WHAT YOU SHOULD DO.
Please print all of the records shown below, exactly as given.

INFORMATION SHOWN.
┄┄┄┄┄┄

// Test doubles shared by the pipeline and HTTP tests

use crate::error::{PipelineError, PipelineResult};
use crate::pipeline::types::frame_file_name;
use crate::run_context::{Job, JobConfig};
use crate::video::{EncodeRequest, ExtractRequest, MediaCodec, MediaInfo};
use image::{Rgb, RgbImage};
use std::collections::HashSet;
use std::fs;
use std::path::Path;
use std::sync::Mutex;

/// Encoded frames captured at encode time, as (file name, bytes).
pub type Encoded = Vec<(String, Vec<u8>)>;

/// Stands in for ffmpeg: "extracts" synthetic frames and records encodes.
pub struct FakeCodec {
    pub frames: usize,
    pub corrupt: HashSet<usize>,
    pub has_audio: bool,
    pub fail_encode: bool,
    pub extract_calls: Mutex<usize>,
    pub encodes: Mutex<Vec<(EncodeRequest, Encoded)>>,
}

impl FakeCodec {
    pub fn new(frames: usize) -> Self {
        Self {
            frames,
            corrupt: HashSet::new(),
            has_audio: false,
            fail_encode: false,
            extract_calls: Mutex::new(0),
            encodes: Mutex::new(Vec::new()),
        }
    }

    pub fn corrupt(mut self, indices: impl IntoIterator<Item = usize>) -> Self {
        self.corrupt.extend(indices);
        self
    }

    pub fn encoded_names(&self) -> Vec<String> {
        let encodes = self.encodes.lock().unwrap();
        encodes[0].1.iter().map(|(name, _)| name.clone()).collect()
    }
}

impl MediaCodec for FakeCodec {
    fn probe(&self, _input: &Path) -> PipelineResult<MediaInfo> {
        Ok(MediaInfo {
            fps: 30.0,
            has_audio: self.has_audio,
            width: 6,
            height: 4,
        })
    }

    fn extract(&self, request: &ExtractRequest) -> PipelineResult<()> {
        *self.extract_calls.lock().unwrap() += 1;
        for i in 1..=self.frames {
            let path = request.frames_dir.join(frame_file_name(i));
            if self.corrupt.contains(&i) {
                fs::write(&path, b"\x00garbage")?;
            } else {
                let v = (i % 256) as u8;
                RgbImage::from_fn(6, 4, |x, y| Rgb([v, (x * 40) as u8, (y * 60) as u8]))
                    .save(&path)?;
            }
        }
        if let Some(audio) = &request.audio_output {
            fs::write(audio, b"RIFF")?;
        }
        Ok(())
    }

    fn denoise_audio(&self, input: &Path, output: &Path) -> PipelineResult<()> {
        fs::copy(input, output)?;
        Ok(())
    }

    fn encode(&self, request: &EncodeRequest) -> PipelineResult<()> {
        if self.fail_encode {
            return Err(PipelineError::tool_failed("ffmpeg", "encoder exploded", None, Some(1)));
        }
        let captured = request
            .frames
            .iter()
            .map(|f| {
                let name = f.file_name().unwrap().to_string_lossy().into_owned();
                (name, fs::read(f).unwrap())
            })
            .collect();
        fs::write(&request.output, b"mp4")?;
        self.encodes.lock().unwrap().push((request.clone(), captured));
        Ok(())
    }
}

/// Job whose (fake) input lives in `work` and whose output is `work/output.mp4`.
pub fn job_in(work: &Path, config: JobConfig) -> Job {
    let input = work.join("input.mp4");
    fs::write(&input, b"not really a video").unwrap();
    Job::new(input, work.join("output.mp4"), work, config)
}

┄┄┄┄┄┄

RESPONSE TO THE TASK.
// Test doubles shared by the pipeline and HTTP tests

use crate::error::{PipelineError, PipelineResult};
use crate::pipeline::types::frame_file_name;
use crate::run_context::{Job, JobConfig};
use crate::video::{EncodeRequest, ExtractRequest, MediaCodec, MediaInfo};
use image::{Rgb, RgbImage};
use std::collections::HashSet;
use std::fs;
use std::path::Path;
use std::sync::Mutex;

/// Encoded frames captured at encode time, as (file name, bytes).
pub type Encoded = Vec<(String, Vec<u8>)>;

/// Stands in for ffmpeg: "extracts" synthetic frames and records encodes.
pub struct FakeCodec {
    pub frames: usize,
    pub corrupt: HashSet<usize>,
    pub has_audio: bool,
    pub fail_encode: bool,
    pub extract_calls: Mutex<usize>,
    pub encodes: Mutex<Vec<(EncodeRequest, Encoded)>>,
}

impl FakeCodec {
    pub fn new(frames: usize) -> Self {
        Self {
            frames,
            corrupt: HashSet::new(),
            has_audio: false,
            fail_encode: false,
            extract_calls: Mutex::new(0),
            encodes: Mutex::new(Vec::new()),
        }
    }

    pub fn corrupt(mut self, indices: impl IntoIterator<Item = usize>) -> Self {
        self.corrupt.extend(indices);
        self
    }

    pub fn encoded_names(&self) -> Vec<String> {
        let encodes = self.encodes.lock().unwrap();
        encodes[0].1.iter().map(|(name, _)| name.clone()).collect()
    }
}

impl MediaCodec for FakeCodec {
    fn probe(&self, _input: &Path) -> PipelineResult<MediaInfo> {
        Ok(MediaInfo {
            fps: 30.0,
            has_audio: self.has_audio,
            width: 6,
            height: 4,
        })
    }

    fn extract(&self, request: &ExtractRequest) -> PipelineResult<()> {
        *self.extract_calls.lock().unwrap() += 1;
        for i in 1..=self.frames {
            let path = request.frames_dir.join(frame_file_name(i));
            if self.corrupt.contains(&i) {
                fs::write(&path, b"\x00garbage")?;
            } else {
                let v = (i % 256) as u8;
                RgbImage::from_fn(6, 4, |x, y| Rgb([v, (x * 40) as u8, (y * 60) as u8]))
                    .save(&path)?;
            }
        }
        if let Some(audio) = &request.audio_output {
            fs::write(audio, b"RIFF")?;
        }
        Ok(())
    }

    fn denoise_audio(&self, input: &Path, output: &Path) -> PipelineResult<()> {
        fs::copy(input, output)?;
        Ok(())
    }

    fn encode(&self, request: &EncodeRequest) -> PipelineResult<()> {
        if self.fail_encode {
            return Err(PipelineError::tool_failed("ffmpeg", "encoder exploded", None, Some(1)));
        }
        let captured = request
            .frames
            .iter()
            .map(|f| {
                let name = f.file_name().unwrap().to_string_lossy().into_owned();
                (name, fs::read(f).unwrap())
            })
            .collect();
        fs::write(&request.output, b"mp4")?;
        self.encodes.lock().unwrap().push((request.clone(), captured));
        Ok(())
    }
}

/// Job whose (fake) input lives in `work` and whose output is `work/output.mp4`.
pub fn job_in(work: &Path, config: JobConfig) -> Job {
    let input = work.join("input.mp4");
    fs::write(&input, b"not really a video").unwrap();
    Job::new(input, work.join("output.mp4"), work, config)
}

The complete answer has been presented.